Dispersing catalytically active metals as single atoms on supports represents the ultimate in metal utilization efficiency and is increasingly being used as a strategy to design hydrogen evolution reaction (HER) electrocatalysts. Although platinum (Pt) is highly active for HER, given its high cost it is desirable to find ways to improve performance further while minimizing the Pt loading. Here, we use onion-like nanospheres of carbon (OLC) to anchor stable atomically dispersed Pt to act as a catalyst (Pt1/OLC) for the HER. In acidic media, the performance of the Pt1/OLC catalyst (0.27 wt% Pt) in terms of a low overpotential (38 mV at 10 mA cm−2) and high turnover frequencies (40.78 H2 s−1 at 100 mV) is better than that of a graphene-supported single-atom catalyst with a similar Pt loading, and comparable to a commercial Pt/C catalyst with 20 wt% Pt.
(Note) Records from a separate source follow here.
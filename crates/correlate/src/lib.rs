//! # Bio word correlations
//!
//! Measures how strongly each bio word is associated with a boolean
//! covariate of the profile (gender, age bracket, country, ...).
//!
//! ## Architecture
//!
//! ```text
//! corpus (Iterator<Item = Result<Profile, E>>)
//!     │
//!     ├──> Tokenizer
//!     │      └─ bio -> WordMultiset (lowercase, trimmed to letters)
//!     │
//!     ├──> ContingencyCounts (one pass, O(distinct words))
//!     │      ├─ n, k           records / covariate hits
//!     │      └─ occur, cooccur per word, presence counted once per record
//!     │
//!     └──> finish()
//!            └─ phi coefficient per word, NaN when undefined
//! ```
//!
//! Counts from disjoint shards merge by addition, so [`correlate_sharded`]
//! produces the same table as a sequential [`correlate`].

mod aggregate;
mod counts;
mod rank;
mod tokenizer;

pub use aggregate::{correlate, correlate_sharded, Profile};
pub use counts::{is_degenerate, phi, ContingencyCounts, CorrelationTable, DEGENERATE};
pub use rank::{bottom_correlations, top_correlations, DEFAULT_REPORT_LIMIT};
pub use tokenizer::{tokenize, words_in_bio, WordMultiset};
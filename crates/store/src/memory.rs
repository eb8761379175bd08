use crate::cursor::Cursor;
use crate::db::{distinct_locations, Database};
use crate::error::{Result, StoreError};
use dump_protocol::{Location, Photo, User};
use std::collections::BTreeMap;
use std::sync::{Mutex, MutexGuard};

/// In-process database, lost on exit.
#[derive(Debug, Default)]
pub struct MemoryDatabase {
    inner: Mutex<Tables>,
}

#[derive(Debug, Default)]
struct Tables {
    users: BTreeMap<String, User>,
    photos: BTreeMap<String, (Photo, Vec<u8>)>,
    locations: BTreeMap<String, Location>,
}

impl MemoryDatabase {
    #[must_use]
    pub fn new() -> Self {
        Self::default()
    }

    fn tables(&self) -> Result<MutexGuard<'_, Tables>> {
        self.inner
            .lock()
            .map_err(|_| StoreError::Other("memory database lock poisoned".to_string()))
    }

    fn snapshot<T: Clone>(&self, pick: impl FnOnce(&Tables) -> Vec<T>) -> Cursor<T> {
        match self.tables() {
            Ok(tables) => Cursor::from_items(pick(&tables).into_iter().map(Ok).collect()),
            Err(err) => Cursor::failed(err),
        }
    }
}

impl Database for MemoryDatabase {
    fn add_user(&self, user: &User) -> Result<()> {
        self.tables()?.users.insert(user.id.clone(), user.clone());
        Ok(())
    }

    fn get_user(&self, user_id: &str) -> Result<User> {
        self.tables()?
            .users
            .get(user_id)
            .cloned()
            .ok_or_else(|| StoreError::NotFound(format!("user {user_id}")))
    }

    fn all_users(&self) -> Cursor<User> {
        self.snapshot(|tables| tables.users.values().cloned().collect())
    }

    fn all_user_locations(&self) -> Result<Vec<String>> {
        distinct_locations(self.all_users())
    }

    fn photo_exists(&self, photo_id: &str) -> Result<bool> {
        Ok(self.tables()?.photos.contains_key(photo_id))
    }

    fn add_photo(&self, photo: &Photo, data: &[u8]) -> Result<()> {
        self.tables()?
            .photos
            .insert(photo.id.clone(), (photo.clone(), data.to_vec()));
        Ok(())
    }

    fn get_photo(&self, photo_id: &str) -> Result<(Photo, Vec<u8>)> {
        self.tables()?
            .photos
            .get(photo_id)
            .cloned()
            .ok_or_else(|| StoreError::NotFound(format!("photo {photo_id}")))
    }

    fn add_location(&self, location: &Location) -> Result<()> {
        self.tables()?
            .locations
            .insert(location.name.clone(), location.clone());
        Ok(())
    }

    fn get_location(&self, name: &str) -> Result<Location> {
        self.tables()?
            .locations
            .get(name)
            .cloned()
            .ok_or_else(|| StoreError::NotFound(format!("location {name}")))
    }

    fn all_locations(&self) -> Cursor<Location> {
        self.snapshot(|tables| tables.locations.values().cloned().collect())
    }
}
use dump_correlate::{correlate, is_degenerate, top_correlations};
use dump_protocol::{ProfileField, User, BIO_FIELD, GENDER_FEMALE, GENDER_MALE};

fn user(id: &str, gender: i32, bio: Option<&str>) -> User {
    let profile_fields = bio
        .map(|text| {
            vec![ProfileField {
                id: BIO_FIELD.to_string(),
                display_value: text.to_string(),
                ..Default::default()
            }]
        })
        .unwrap_or_default();
    User {
        id: id.to_string(),
        gender,
        profile_fields,
        ..Default::default()
    }
}

#[test]
fn gender_correlations_over_users() {
    let users = vec![
        user("1", GENDER_MALE, Some("Gym, beer and football.")),
        user("2", GENDER_MALE, Some("football/gym rat")),
        user("3", GENDER_FEMALE, Some("Yoga and wine")),
        user("4", GENDER_FEMALE, Some("wine, yoga, dogs")),
        user("5", GENDER_FEMALE, None),
    ];

    let table = correlate(
        users.into_iter().map(Ok::<_, std::io::Error>),
        |u: &User| u.gender == GENDER_MALE,
    )
    .expect("in-memory corpus cannot fail");

    assert!((table["football"] - 1.0).abs() < 1e-9);
    assert!((table["gym"] - 1.0).abs() < 1e-9);
    assert!(table["wine"] < 0.0);
    assert!(!table.contains_key("Gym"));
    assert!(table.values().all(|v| !is_degenerate(*v)));

    let top = top_correlations(&table, 2, &[]);
    let words: Vec<&str> = top.iter().map(|(w, _)| w.as_str()).collect();
    assert_eq!(words, vec!["football", "gym"]);
}

#[test]
fn cursor_error_is_surfaced() {
    let items = vec![
        Ok(user("1", GENDER_MALE, Some("hello"))),
        Err(std::io::Error::new(std::io::ErrorKind::Other, "connection reset")),
    ];
    let err = correlate(items, |u: &User| u.gender == GENDER_MALE).unwrap_err();
    assert_eq!(err.to_string(), "connection reset");
}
First-principle calculations suggest that a tip-enhanced local electric field at the Pt site on the curved support promotes the reaction kinetics for hydrogen evolution.

Suggested Citation

  • Daobin Liu & Xiyu Li & Shuangming Chen & Huan Yan & Changda Wang & Chuanqiang Wu & Yasir A. Haleem & Sai Duan & Junling Lu & Binghui Ge & Pulickel M. Ajayan & Yi Luo & Jun Jiang & Li Song, 2019. "Atomically dispersed platinum supported on curved carbon supports for efficient electrocatalytic hydrogen evolution," Nature Energy, Nature, vol. 4(6), pages 512-518, June.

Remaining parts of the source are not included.